• WORK INSTRUCTIONS: The string "credentials" appears in some lines of the entries that follow; copy each such line.

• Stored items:
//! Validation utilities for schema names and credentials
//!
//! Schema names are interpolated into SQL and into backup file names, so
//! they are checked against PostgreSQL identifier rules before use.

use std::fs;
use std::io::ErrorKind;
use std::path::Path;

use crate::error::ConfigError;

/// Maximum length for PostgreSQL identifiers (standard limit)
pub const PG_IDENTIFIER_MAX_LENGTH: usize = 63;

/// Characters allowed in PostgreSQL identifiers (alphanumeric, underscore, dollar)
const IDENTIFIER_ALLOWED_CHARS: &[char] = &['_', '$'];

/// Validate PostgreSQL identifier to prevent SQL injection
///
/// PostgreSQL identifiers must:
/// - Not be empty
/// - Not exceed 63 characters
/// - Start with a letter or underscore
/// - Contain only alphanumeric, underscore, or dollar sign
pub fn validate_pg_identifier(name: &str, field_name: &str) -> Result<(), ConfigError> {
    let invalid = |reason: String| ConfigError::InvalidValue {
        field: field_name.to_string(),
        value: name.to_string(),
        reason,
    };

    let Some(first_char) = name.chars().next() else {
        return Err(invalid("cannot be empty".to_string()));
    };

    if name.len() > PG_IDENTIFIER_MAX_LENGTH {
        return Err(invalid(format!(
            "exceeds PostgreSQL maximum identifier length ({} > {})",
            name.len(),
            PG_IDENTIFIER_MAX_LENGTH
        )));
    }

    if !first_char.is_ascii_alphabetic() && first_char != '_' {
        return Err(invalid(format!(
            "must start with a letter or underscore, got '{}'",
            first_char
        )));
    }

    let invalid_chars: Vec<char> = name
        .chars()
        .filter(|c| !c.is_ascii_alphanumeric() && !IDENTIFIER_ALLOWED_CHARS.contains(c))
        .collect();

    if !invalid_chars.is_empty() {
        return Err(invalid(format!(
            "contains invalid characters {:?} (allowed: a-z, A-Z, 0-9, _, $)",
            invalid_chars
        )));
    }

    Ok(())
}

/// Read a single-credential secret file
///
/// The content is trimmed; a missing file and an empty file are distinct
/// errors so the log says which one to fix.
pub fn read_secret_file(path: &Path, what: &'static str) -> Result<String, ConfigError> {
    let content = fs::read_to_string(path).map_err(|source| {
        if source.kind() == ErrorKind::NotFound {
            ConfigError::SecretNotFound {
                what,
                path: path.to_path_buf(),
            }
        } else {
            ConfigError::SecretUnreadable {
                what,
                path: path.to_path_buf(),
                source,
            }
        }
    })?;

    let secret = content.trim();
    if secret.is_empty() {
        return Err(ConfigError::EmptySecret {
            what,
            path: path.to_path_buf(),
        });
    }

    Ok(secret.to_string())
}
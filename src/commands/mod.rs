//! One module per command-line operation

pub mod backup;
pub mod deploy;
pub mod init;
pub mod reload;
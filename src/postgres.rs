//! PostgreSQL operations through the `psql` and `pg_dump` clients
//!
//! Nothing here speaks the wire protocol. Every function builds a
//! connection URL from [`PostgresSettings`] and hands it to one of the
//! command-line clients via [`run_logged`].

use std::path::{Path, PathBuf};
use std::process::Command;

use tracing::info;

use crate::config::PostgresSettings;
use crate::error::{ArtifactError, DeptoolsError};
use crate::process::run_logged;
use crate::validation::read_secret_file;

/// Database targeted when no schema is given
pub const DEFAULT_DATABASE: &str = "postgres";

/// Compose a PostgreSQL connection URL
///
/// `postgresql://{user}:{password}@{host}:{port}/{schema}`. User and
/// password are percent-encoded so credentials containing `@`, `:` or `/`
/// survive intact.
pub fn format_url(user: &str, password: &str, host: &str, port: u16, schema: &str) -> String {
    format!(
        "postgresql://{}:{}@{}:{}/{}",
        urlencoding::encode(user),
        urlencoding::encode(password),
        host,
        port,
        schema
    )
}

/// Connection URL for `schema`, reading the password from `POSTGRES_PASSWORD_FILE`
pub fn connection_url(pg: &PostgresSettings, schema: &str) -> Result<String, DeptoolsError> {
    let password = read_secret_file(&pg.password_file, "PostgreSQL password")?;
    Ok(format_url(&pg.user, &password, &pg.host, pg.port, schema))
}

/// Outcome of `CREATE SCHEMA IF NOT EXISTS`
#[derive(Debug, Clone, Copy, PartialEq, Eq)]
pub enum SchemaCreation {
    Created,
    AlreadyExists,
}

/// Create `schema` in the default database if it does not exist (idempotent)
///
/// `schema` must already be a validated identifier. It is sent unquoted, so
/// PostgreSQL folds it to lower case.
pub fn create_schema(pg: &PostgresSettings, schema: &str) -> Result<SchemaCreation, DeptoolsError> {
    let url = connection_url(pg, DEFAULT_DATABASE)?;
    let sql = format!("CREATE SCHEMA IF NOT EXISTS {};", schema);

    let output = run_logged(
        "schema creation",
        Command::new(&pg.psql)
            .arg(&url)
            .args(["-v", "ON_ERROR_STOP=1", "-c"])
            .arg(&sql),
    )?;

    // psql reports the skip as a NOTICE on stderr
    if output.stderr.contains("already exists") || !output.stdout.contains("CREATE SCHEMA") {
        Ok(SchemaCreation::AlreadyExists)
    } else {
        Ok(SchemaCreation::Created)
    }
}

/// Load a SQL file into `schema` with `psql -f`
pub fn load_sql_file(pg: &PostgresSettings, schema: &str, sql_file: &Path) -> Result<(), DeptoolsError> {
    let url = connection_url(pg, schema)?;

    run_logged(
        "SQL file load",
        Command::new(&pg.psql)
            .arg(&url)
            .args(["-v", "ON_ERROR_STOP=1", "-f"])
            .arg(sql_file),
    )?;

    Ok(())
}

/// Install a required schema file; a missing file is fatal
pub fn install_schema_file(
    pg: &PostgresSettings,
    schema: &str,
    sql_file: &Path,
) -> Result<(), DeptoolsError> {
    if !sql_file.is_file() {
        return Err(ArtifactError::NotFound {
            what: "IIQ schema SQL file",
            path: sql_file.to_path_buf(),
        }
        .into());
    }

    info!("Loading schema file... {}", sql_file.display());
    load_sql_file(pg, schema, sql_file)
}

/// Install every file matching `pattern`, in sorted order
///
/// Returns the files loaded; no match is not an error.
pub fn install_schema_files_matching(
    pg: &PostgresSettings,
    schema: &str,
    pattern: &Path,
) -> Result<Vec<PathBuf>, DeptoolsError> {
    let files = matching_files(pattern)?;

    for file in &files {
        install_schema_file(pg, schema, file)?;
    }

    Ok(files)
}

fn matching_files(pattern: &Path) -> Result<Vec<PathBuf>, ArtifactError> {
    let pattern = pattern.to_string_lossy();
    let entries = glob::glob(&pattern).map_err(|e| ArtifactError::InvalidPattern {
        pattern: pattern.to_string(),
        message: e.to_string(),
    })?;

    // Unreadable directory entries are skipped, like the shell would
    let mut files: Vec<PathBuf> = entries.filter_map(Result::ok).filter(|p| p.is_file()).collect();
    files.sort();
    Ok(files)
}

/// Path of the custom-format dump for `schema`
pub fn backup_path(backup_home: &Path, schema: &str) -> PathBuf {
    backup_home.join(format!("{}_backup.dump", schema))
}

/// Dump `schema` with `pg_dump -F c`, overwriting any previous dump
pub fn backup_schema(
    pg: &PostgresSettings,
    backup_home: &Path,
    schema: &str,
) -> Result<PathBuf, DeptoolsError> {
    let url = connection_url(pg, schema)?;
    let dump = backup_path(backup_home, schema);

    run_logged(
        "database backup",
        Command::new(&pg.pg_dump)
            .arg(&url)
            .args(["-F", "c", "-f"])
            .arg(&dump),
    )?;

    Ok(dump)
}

• WORKED SOLUTION:
//! Validation utilities for schema names and credentials
/// password are percent-encoded so credentials containing `@`, `:` or `/`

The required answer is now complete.